Anyway, as I sat in the living room taking my medicine, Ernest appeared downstairs. He sashayed into the kitchen. I heard him crunch two or three bites of food. Then he doubled back. Sneak that I am, I lured into my lap. Then I grabbed him and stuffed him into the waiting crate and headed for the vet’s.

Ernest protested, of course, at first. But as soon as the two big dogs in the vet’s waiting room charged up to his crate to pant hello, he decided confinement had its advantages and shut up.

Getting his weight was the first order of business. I was not surprised to learn he weighs 17 pounds. My spine had already intimated I would be making a trip to the chiropractor in short order.

After some poking and prodding and determining this was indeed the result of ingesting thread, and addressing that problem, the doctor said cats like linear objects. I said I’d noticed.

He gave me three choices: take him home and give him meds and watch him for 24 hours; leave him there for meds and the procedure he really really doesn’t like and pick him up at 5:00 p.m.; or be referred to another vet for X-rays because he’s moving his office up the street and his machine was all to pieces.

He said choice #1 would have been fine for his cat, but I told him I liked choice #2. Leaving Ernest would ensure he was unclogged. If I took him home and he crawled under the bed again, I might never get him out.

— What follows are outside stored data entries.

//! Engine — executes one run's iterations 1..max until a terminal state
//! (spec.md §4.2).
//!
//! Grounded in the host's `ralph_loop::mod::run_ralph_loop` (the per-run
//! blocking loop driving prompt → agent → verify → commit, with the same
//! ordering of session persistence around each step) and
//! `session::recovery` for the lock-then-load sequence at entry. The
//! loop body here implements spec.md's own protocol rather than the
//! host's story/assignment model; callbacks the spec describes
//! (`on_log`, `on_task_start`, `on_task_complete`, `on_iteration_complete`,
//! `on_run_complete`) are realized concretely as registry updates plus
//! `NotificationSink` events, the same pair the host forwards its own
//! `log_collector` events to.

use crate::agent;
use crate::extractor::{self, ansi::sanitize_raw_output};
use crate::fsutil::read_json_opt;
use crate::git::GitOps;
use crate::iteration::types::{
    IterationContext, IterationLog, IterationStatus, ITERATION_SCHEMA_VERSION,
};
use crate::iteration::IterationStore;
use crate::notify::{self, NotificationSink};
use crate::plan_provider::{PlanProvider, PlanState};
use crate::prompt;
use crate::registry::types::{LogLevel as RegistryLogLevel, RunStatus};
use crate::registry::RunRegistry;
use crate::session::types::{
    CurrentTask, ErrorHandlingConfig, ErrorStrategy, SessionStatus,
};
use crate::session::SessionStore;
use crate::tasklist;
use anyhow::Result;
use std::path::PathBuf;
use std::sync::Arc;

/// Inputs the Engine needs to drive one run (spec.md §4.2 "Inputs").
pub struct EngineConfig {
    pub run_id: String,
    pub session_id: String,
    pub change_id: String,
    pub project_path: PathBuf,
    pub project_name: String,
    pub check_command: Option<String>,
    pub agent_binary: String,
    pub validator_binary: String,
    pub plan_provider_binary: String,
    pub max_iterations: u32,
    pub error_strategy: ErrorStrategy,
    pub max_retries: u32,
    pub agent_timeout_ms: Option<u64>,
}

/// The Engine's return contract (spec.md §4.2 "Contract").
#[derive(Debug, Clone)]
pub struct EngineOutcome {
    pub success: bool,
    pub message: Option<String>,
}

/// Internal log-level used when forwarding to both the registry and the
/// Notification Sink; those two carry structurally identical but
/// independently-defined enums (persisted-record shape vs. wire-event
/// shape), so conversion happens at the edge rather than sharing a type.
#[derive(Clone, Copy)]
enum Level {
    Info,
    Warn,
    Error,
}

fn to_registry_level(level: Level) -> RegistryLogLevel {
    match level {
        Level::Info => RegistryLogLevel::Info,
        Level::Warn => RegistryLogLevel::Warn,
        Level::Error => RegistryLogLevel::Error,
    }
}

fn to_notify_level(level: Level) -> notify::LogLevel {
    match level {
        Level::Info => notify::LogLevel::Info,
        Level::Warn => notify::LogLevel::Warn,
        Level::Error => notify::LogLevel::Error,
    }
}

/// Outcome of executing and verifying one iteration's agent call,
/// before the Engine decides what it means for the session (spec.md
/// §4.2 steps 5-7).
enum IterationAttempt {
    Success {
        raw_output: String,
        evidence: crate::iteration::types::VerificationEvidence,
        duration_ms: u64,
    },
    Failure {
        error_message: String,
        evidence: Option<crate::iteration::types::VerificationEvidence>,
        raw_output: Option<String>,
        duration_ms: u64,
    },
}

pub struct Engine {
    config: EngineConfig,
    session_store: SessionStore,
    iteration_store: IterationStore,
    plan_provider: PlanProvider,
    registry: Arc<RunRegistry>,
    notify: Arc<NotificationSink>,
}
//! Iteration Log shape — `.ralph/iterations/NNNN.json` (spec.md §3).
//!
//! Field shapes follow the host's `ralph_loop::IterationMetrics` (duration,
//! token counts, story/task id, retry attempts) and
//! `ralph_loop::completion::FailurePattern`/error categorization, recombined
//! into the single immutable record spec.md §3 describes.

use serde::{Deserialize, Serialize};

pub const ITERATION_SCHEMA_VERSION: u32 = 1;

#[derive(Debug, Clone, Copy, PartialEq, Eq, Serialize, Deserialize)]
#[serde(rename_all = "snake_case")]
pub enum IterationStatus {
    Success,
    Failed,
    InProgress,
    /// The owning process crashed or was killed mid-iteration; recorded by
    /// the Worker's stale-execution recovery sweep, never by the Engine
    /// itself (spec.md §B.1).
    Interrupted,
}

#[derive(Debug, Clone, Copy, PartialEq, Eq, Serialize, Deserialize)]
#[serde(rename_all = "snake_case")]
pub enum ErrorType {
    Validation,
    Runtime,
    Timeout,
    Unknown,
}

/// Categorize a raw error message into the taxonomy of spec.md §4.5/§7.
pub fn categorize_error(message: &str) -> ErrorType {
    let lower = message.to_lowercase();
    if lower.contains("timeout") || lower.contains("timed out") {
        ErrorType::Timeout
    } else if lower.contains("syntax") || lower.contains("type") || lower.contains("lint") {
        ErrorType::Validation
    } else if lower.contains("error") || lower.contains("exception") || lower.contains("failed") {
        ErrorType::Runtime
    } else {
        ErrorType::Unknown
    }
}

#[derive(Debug, Clone, Serialize, Deserialize)]
pub struct FailureAnalysis {
    pub root_cause: String,
    pub fix_plan: String,
    pub error_message: String,
    pub error_type: ErrorType,
}

impl FailureAnalysis {
    /// Minimal synthesis used when no structured analysis can be extracted
    /// (spec.md §4.5 "On total miss").
    pub fn synthesize(error_message: &str) -> Self {
        Self {
            root_cause: error_message.to_string(),
            fix_plan: "Retry with careful attention to the error".to_string(),
            error_message: error_message.to_string(),
            error_type: categorize_error(error_message),
        }
    }
}

#[derive(Debug, Clone, Default, Serialize, Deserialize)]
pub struct SpecValidation {
    pub passed: bool,
    #[serde(skip_serializing_if = "Option::is_none")]
    pub errors: Option<String>,
}

/// Output of the Quality Gate (spec.md §3 "Verification Evidence", §4.8).
#[derive(Debug, Clone, Serialize, Deserialize)]
pub struct VerificationEvidence {
    pub check_output: String,
    pub check_output_summary: String,
    #[serde(skip_serializing_if = "Option::is_none")]
    pub test_output: Option<String>,
    pub spec_validation: SpecValidation,
    pub all_checks_passed: bool,
    pub collected_at: chrono::DateTime<chrono::Utc>,
}

impl VerificationEvidence {
    /// First 1000 chars of `output`, per spec.md §4.8 step 4.
    pub fn summarize(output: &str) -> String {
        output.chars().take(1000).collect()
    }
}

/// Structured fields an agent may report about what it did this iteration
/// (spec.md §3 "context").
#[derive(Debug, Clone, Default, Serialize, Deserialize)]
pub struct IterationContext {
    #[serde(skip_serializing_if = "Option::is_none")]
    pub what_was_done: Option<String>,
    #[serde(default, skip_serializing_if = "Vec::is_empty")]
    pub learnings: Vec<String>,
    #[serde(default, skip_serializing_if = "Vec::is_empty")]
    pub files_changed: Vec<String>,
    #[serde(default, skip_serializing_if = "Vec::is_empty")]
    pub gotchas: Vec<String>,
}

/// One immutable record of a single iteration (spec.md §3).
#[derive(Debug, Clone, Serialize, Deserialize)]
pub struct IterationLog {
    #[serde(default = "default_schema_version")]
    pub schema_version: u32,
    pub session_id: String,
    pub iteration: u32,
    pub task_id: String,
    pub task_attempt: u32,
    pub timestamp: chrono::DateTime<chrono::Utc>,
    #[serde(skip_serializing_if = "Option::is_none")]
    pub agent_thread_id: Option<String>,
    pub status: IterationStatus,
    #[serde(skip_serializing_if = "Option::is_none")]
    pub prompt_token_estimate: Option<u64>,
    pub agent_claimed_complete: bool,
    #[serde(skip_serializing_if = "Option::is_none")]
    pub evidence: Option<VerificationEvidence>,
    #[serde(skip_serializing_if = "Option::is_none")]
    pub context: Option<IterationContext>,
    #[serde(default, skip_serializing_if = "Vec::is_empty")]
    pub implemented: Vec<String>,
    #[serde(default, skip_serializing_if = "Vec::is_empty")]
    pub codebase_patterns: Vec<String>,
    #[serde(skip_serializing_if = "Option::is_none")]
    pub summary: Option<String>,
    #[serde(skip_serializing_if = "Option::is_none")]
    pub failure_analysis: Option<FailureAnalysis>,
    #[serde(skip_serializing_if = "Option::is_none")]
    pub git_sha_before: Option<String>,
    #[serde(skip_serializing_if = "Option::is_none")]
    pub git_sha_after: Option<String>,
    pub duration_ms: u64,
    #[serde(skip_serializing_if = "Option::is_none")]
    pub raw_output: Option<String>,
}

fn default_schema_version() -> u32 {
    ITERATION_SCHEMA_VERSION
}

#[cfg(test)]
mod tests {
    use super::*;

    #[test]
    fn categorize_timeout() {
        assert_eq!(categorize_error("operation timed out"), ErrorType::Timeout);
    }

    #[test]
    fn categorize_validation() {
        assert_eq!(categorize_error("Type error: mismatched types"), ErrorType::Validation);
    }

    #[test]
    fn categorize_runtime() {
        assert_eq!(categorize_error("panicked, process failed"), ErrorType::Runtime);
    }

    #[test]
    fn categorize_unknown() {
        assert_eq!(categorize_error("something odd happened"), ErrorType::Unknown);
    }

    #[test]
    fn summarize_caps_at_1000_chars() {
        let long = "x".repeat(2000);
        assert_eq!(VerificationEvidence::summarize(&long).len(), 1000);
    }
}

I hated sentencing him to a procedure. But if he hadn’t eaten something unacceptable, he wouldn’t have been in this fix.

As agreed, David and I picked Ernest up at 5:00 p.m., bought a tube of Laxatone, and hauled him home. He’s fine now, thank you, and appears to have forgiven me. I assume the scratch I got trying to remove him from my person in the middle of last night was unintentional.

That is the story of my day set aside for writing.

I’m trying to decide whether it qualifies as an Artist’s Date.